§ Record extracts:
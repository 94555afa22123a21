use std::net::IpAddr;
use std::sync::atomic::{AtomicUsize, Ordering};
use std::sync::Arc;
use std::thread;
use std::time::Duration;

use pac_engine::{BindingError, HostBindings, InterpreterGuard, ProxyResolver};

/// Tracks how many binding calls are in flight across every resolver that
/// shares it.
#[derive(Default)]
struct OverlapProbe {
    active: AtomicUsize,
    peak: AtomicUsize,
    calls: AtomicUsize,
}

struct ProbeBindings {
    probe: Arc<OverlapProbe>,
    answer: IpAddr,
}

impl HostBindings for ProbeBindings {
    fn resolve(&self, _host: &str) -> Result<IpAddr, BindingError> {
        let now = self.probe.active.fetch_add(1, Ordering::SeqCst) + 1;
        self.probe.peak.fetch_max(now, Ordering::SeqCst);
        self.probe.calls.fetch_add(1, Ordering::SeqCst);
        thread::sleep(Duration::from_millis(1));
        self.probe.active.fetch_sub(1, Ordering::SeqCst);
        Ok(self.answer)
    }

    fn local_address(&self) -> Result<IpAddr, BindingError> {
        Ok(self.answer)
    }
}

fn script_for(label: &str) -> String {
    format!(
        "function FindProxyForURL(url, host) {{ return 'PROXY {label}-' + dnsResolve(host) + ':' + host; }}"
    )
}

#[test]
fn parallel_resolvers_never_interleave() {
    const ROUNDS: usize = 50;
    let probe = Arc::new(OverlapProbe::default());

    let workers: Vec<_> = ["alpha", "beta", "gamma"]
        .into_iter()
        .enumerate()
        .map(|(index, label)| {
            let probe = Arc::clone(&probe);
            thread::spawn(move || {
                let answer = IpAddr::from([10, 0, 0, index as u8 + 1]);
                let mut resolver = ProxyResolver::new(ProbeBindings { probe, answer });
                resolver.compile(&script_for(label)).expect("compile");
                for round in 0..ROUNDS {
                    let host = format!("h{round}.example");
                    let directive =
                        resolver.evaluate(&format!("http://{host}/"), &host).expect("evaluate");
                    assert_eq!(directive, format!("PROXY {label}-{answer}:{host}"));
                    if round % 10 == 0 {
                        resolver.purge_memory();
                    }
                }
            })
        })
        .collect();

    for worker in workers {
        worker.join().expect("worker panicked");
    }

    assert_eq!(probe.calls.load(Ordering::SeqCst), 3 * ROUNDS);
    assert_eq!(probe.peak.load(Ordering::SeqCst), 1);
    assert!(InterpreterGuard::is_initialised());
}

#[test]
fn recompiling_in_parallel_keeps_each_resolver_consistent() {
    let probe = Arc::new(OverlapProbe::default());
    let workers: Vec<_> = (0..4u8)
        .map(|index| {
            let probe = Arc::clone(&probe);
            thread::spawn(move || {
                let answer = IpAddr::from([192, 0, 2, index]);
                let mut resolver = ProxyResolver::new(ProbeBindings { probe, answer });
                for generation in 0..5 {
                    let label = format!("w{index}g{generation}");
                    resolver.compile(&script_for(&label)).expect("compile");
                    let directive = resolver.evaluate("http://x/", "x").expect("evaluate");
                    assert_eq!(directive, format!("PROXY {label}-{answer}:x"));
                }
            })
        })
        .collect();

    for worker in workers {
        worker.join().expect("worker panicked");
    }
    assert_eq!(probe.peak.load(Ordering::SeqCst), 1);
}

§ Exercise requirements:
Repeat the whole listing exactly, keeping every line intact.

§ Response for this exercise:
repository 94555afa22123a21
use std::net::IpAddr;
use std::sync::atomic::{AtomicUsize, Ordering};
use std::sync::Arc;
use std::thread;
use std::time::Duration;

use pac_engine::{BindingError, HostBindings, InterpreterGuard, ProxyResolver};

/// Tracks how many binding calls are in flight across every resolver that
/// shares it.
#[derive(Default)]
struct OverlapProbe {
    active: AtomicUsize,
    peak: AtomicUsize,
    calls: AtomicUsize,
}

struct ProbeBindings {
    probe: Arc<OverlapProbe>,
    answer: IpAddr,
}

impl HostBindings for ProbeBindings {
    fn resolve(&self, _host: &str) -> Result<IpAddr, BindingError> {
        let now = self.probe.active.fetch_add(1, Ordering::SeqCst) + 1;
        self.probe.peak.fetch_max(now, Ordering::SeqCst);
        self.probe.calls.fetch_add(1, Ordering::SeqCst);
        thread::sleep(Duration::from_millis(1));
        self.probe.active.fetch_sub(1, Ordering::SeqCst);
        Ok(self.answer)
    }

    fn local_address(&self) -> Result<IpAddr, BindingError> {
        Ok(self.answer)
    }
}

fn script_for(label: &str) -> String {
    format!(
        "function FindProxyForURL(url, host) {{ return 'PROXY {label}-' + dnsResolve(host) + ':' + host; }}"
    )
}

#[test]
fn parallel_resolvers_never_interleave() {
    const ROUNDS: usize = 50;
    let probe = Arc::new(OverlapProbe::default());

    let workers: Vec<_> = ["alpha", "beta", "gamma"]
        .into_iter()
        .enumerate()
        .map(|(index, label)| {
            let probe = Arc::clone(&probe);
            thread::spawn(move || {
                let answer = IpAddr::from([10, 0, 0, index as u8 + 1]);
                let mut resolver = ProxyResolver::new(ProbeBindings { probe, answer });
                resolver.compile(&script_for(label)).expect("compile");
                for round in 0..ROUNDS {
                    let host = format!("h{round}.example");
                    let directive =
                        resolver.evaluate(&format!("http://{host}/"), &host).expect("evaluate");
                    assert_eq!(directive, format!("PROXY {label}-{answer}:{host}"));
                    if round % 10 == 0 {
                        resolver.purge_memory();
                    }
                }
            })
        })
        .collect();

    for worker in workers {
        worker.join().expect("worker panicked");
    }

    assert_eq!(probe.calls.load(Ordering::SeqCst), 3 * ROUNDS);
    assert_eq!(probe.peak.load(Ordering::SeqCst), 1);
    assert!(InterpreterGuard::is_initialised());
}

#[test]
fn recompiling_in_parallel_keeps_each_resolver_consistent() {
    let probe = Arc::new(OverlapProbe::default());
    let workers: Vec<_> = (0..4u8)
        .map(|index| {
            let probe = Arc::clone(&probe);
            thread::spawn(move || {
                let answer = IpAddr::from([192, 0, 2, index]);
                let mut resolver = ProxyResolver::new(ProbeBindings { probe, answer });
                for generation in 0..5 {
                    let label = format!("w{index}g{generation}");
                    resolver.compile(&script_for(&label)).expect("compile");
                    let directive = resolver.evaluate("http://x/", "x").expect("evaluate");
                    assert_eq!(directive, format!("PROXY {label}-{answer}:x"));
                }
            })
        })
        .collect();

    for worker in workers {
        worker.join().expect("worker panicked");
    }
    assert_eq!(probe.peak.load(Ordering::SeqCst), 1);
}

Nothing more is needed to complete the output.